What legal issues (if any) cannot be covered by usual legal due diligence?
The legal due diligence usually covers all legal risks in relation with the transaction.
What is the usual process for transfer of commercial real estate?
The first step in a commercial property transaction is often to sign a letter of intent to set out key terms of the transaction and, to secure exclusivity, when possible, in order to allow for particular investigations to be made by the purchaser.

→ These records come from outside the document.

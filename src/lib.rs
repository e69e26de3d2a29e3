//! Settings Store: Hierarchical Application Settings
//!
//! A dynamically-typed settings tree with deep merge and a case-preserving
//! INI ingestion pipeline that types raw values (null, booleans, integers,
//! floats, complex numbers, strings).

pub mod cli;
pub mod config;
pub mod error;
pub mod ingest;
pub mod logging;
pub mod merge;
pub mod store;
pub mod value;

pub use error::{ParseError, SettingsError};
pub use ingest::{coerce, ConfigIngestor, GLOBALS_SECTION};
pub use merge::{merge_nested, MergePolicy};
pub use store::{SettingsStore, SettingsStoreBuilder};
pub use value::{Complex, SettingKind, SettingValue, SettingsTree};
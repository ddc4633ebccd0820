use std::sync::Arc;

use axum::{
    Json, Router,
    extract::{Path, State, rejection::JsonRejection},
    http::StatusCode,
    routing::{get, post},
};
use serde_json::{Value, json};

use crate::{
    AppState,
    db::ProviderState,
    error::{AppError, AppResult},
    models::Movie,
};

pub fn router(state: Arc<AppState>) -> Router {
    let api = Router::new()
        .route("/hello", get(hello))
        .route("/health", get(health))
        .route("/movies", get(list_movies))
        .route("/movies/{id}", get(get_movie))
        .route("/addmovies", post(add_movie));

    Router::new().nest("/api", api).with_state(state)
}

pub async fn hello() -> Json<Value> {
    Json(json!({ "message": "hello" }))
}

/// Reports the storage client state without triggering a connection attempt.
pub async fn health(State(state): State<Arc<AppState>>) -> (StatusCode, Json<Value>) {
    let db = state.db.state();
    let status = match db {
        ProviderState::Failed(_) => StatusCode::SERVICE_UNAVAILABLE,
        _ => StatusCode::OK,
    };
    let mut body = json!({ "database": db.as_str() });
    if let ProviderState::Failed(err) = &db {
        body["error"] = json!(err.to_string());
    }
    (status, Json(body))
}

pub async fn list_movies(State(state): State<Arc<AppState>>) -> AppResult<Json<Vec<Movie>>> {
    Ok(Json(state.movies.list().await?))
}

pub async fn get_movie(
    State(state): State<Arc<AppState>>,
    Path(id): Path<String>,
) -> AppResult<Json<Movie>> {
    Ok(Json(state.movies.get_by_id(&id).await?))
}

pub async fn add_movie(
    State(state): State<Arc<AppState>>,
    body: Result<Json<Movie>, JsonRejection>,
) -> AppResult<(StatusCode, Json<Movie>)> {
    let candidate = extract_json(body)?;
    let movie = state.movies.create(candidate).await?;
    Ok((StatusCode::CREATED, Json(movie)))
}

/// Undecodable bodies become problem responses like any other bad request.
fn extract_json<T>(body: Result<Json<T>, JsonRejection>) -> AppResult<T> {
    body.map(|Json(value)| value).map_err(|rejection| AppError::BadRequest {
        message: "invalid request body".to_string(),
        details: vec![rejection.body_text()],
    })
}
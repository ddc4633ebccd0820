use std::{future::Future, sync::Arc, time::Duration};

use anyhow::{Context, anyhow};
use mongodb::bson::{doc, oid::ObjectId};
use tracing::{debug, error};

use crate::{
    db::{Collection, ConnectionProvider},
    error::{AppError, AppResult},
    models::{Movie, parse_movie_id},
};

pub const MOVIES_COLLECTION: &str = "movies";
pub const QUERY_TIMEOUT: Duration = Duration::from_secs(10);

#[derive(Clone, Debug)]
pub struct MovieService {
    db: Arc<ConnectionProvider>,
}

impl MovieService {
    pub fn new(db: Arc<ConnectionProvider>) -> Self {
        Self { db }
    }

    /// All stored movies. An empty collection yields an empty vec.
    pub async fn list(&self) -> AppResult<Vec<Movie>> {
        let col = self.collection("list_movies").await?;

        let docs = with_deadline(col.find_all()).await.context("find movies").inspect_err(
            |err| error!(op = "list_movies", error = format!("{err:#}"), "find movies failed"),
        )?;

        let movies = docs
            .into_iter()
            .map(Movie::from_document)
            .collect::<anyhow::Result<Vec<_>>>()
            .context("decode movies")
            .inspect_err(|err| {
                error!(op = "list_movies", error = format!("{err:#}"), "decode movies failed");
            })?;

        debug!(collection = col.name(), count = movies.len(), "listed movies");
        Ok(movies)
    }

    pub async fn get_by_id(&self, raw_id: &str) -> AppResult<Movie> {
        let Some(id) = parse_movie_id(raw_id) else {
            return Err(AppError::bad_request("invalid movie ID"));
        };
        let col = self.collection("get_movie").await?;

        let found = with_deadline(col.find_one(doc! { "_id": id }))
            .await
            .context("find movie")
            .and_then(|found| {
                found.map(Movie::from_document).transpose().context("decode movie")
            })
            .inspect_err(|err| {
                error!(
                    op = "get_movie",
                    movie_id = raw_id,
                    error = format!("{err:#}"),
                    "find movie failed"
                );
            })?;

        found.ok_or_else(|| AppError::not_found("movie not found"))
    }

    /// Validates `candidate`, assigns it a fresh id and stores it.
    pub async fn create(&self, candidate: Movie) -> AppResult<Movie> {
        let details = candidate.validation_messages();
        if !details.is_empty() {
            return Err(AppError::BadRequest { message: "validation failed".to_string(), details });
        }

        let id = ObjectId::new();
        let movie = Movie { id: Some(id), ..candidate };
        let document = movie.to_document().map_err(|err| AppError::BadRequest {
            message: "invalid movie".to_string(),
            details: vec![format!("{err:#}")],
        })?;

        let col = self.collection("add_movie").await?;
        with_deadline(col.insert_one(document)).await.context("insert movie").inspect_err(
            |err| error!(op = "add_movie", error = format!("{err:#}"), "insert movie failed"),
        )?;

        debug!(movie_id = %id, "movie created");
        Ok(movie)
    }

    async fn collection(&self, op: &'static str) -> AppResult<Collection> {
        self.db.open_collection(MOVIES_COLLECTION).await.map_err(|err| {
            error!(op, error = %err, "open movies collection failed");
            AppError::Database(err)
        })
    }
}

async fn with_deadline<T>(fut: impl Future<Output = anyhow::Result<T>>) -> anyhow::Result<T> {
    tokio::time::timeout(QUERY_TIMEOUT, fut)
        .await
        .map_err(|_| anyhow!("deadline of {QUERY_TIMEOUT:?} exceeded"))?
}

The terms and conditions of the letter of intent shall be drafted with appropriate care since (i) in theory a sale is ‘perfect’ (i.e. ‘binding’ between the vendor and the purchaser), under French law, as soon as there is agreement on the subject matter and on the price, and (ii) either prospect may claim damages in case of a ‘breaking off’ of the precontractual negotiations in an unlawful manner.
When an asset deal, the purchasing procedure is usually set in two phases, with first (i) the signing of a promissory deed subject to conditions precedent, which will give the vendor the time to obtain a waiver of the town's pre-emption right, when applicable, and then (ii) the closing of the transaction with the signing of a proper final conveyance deed that shall be registered with the Land Registry.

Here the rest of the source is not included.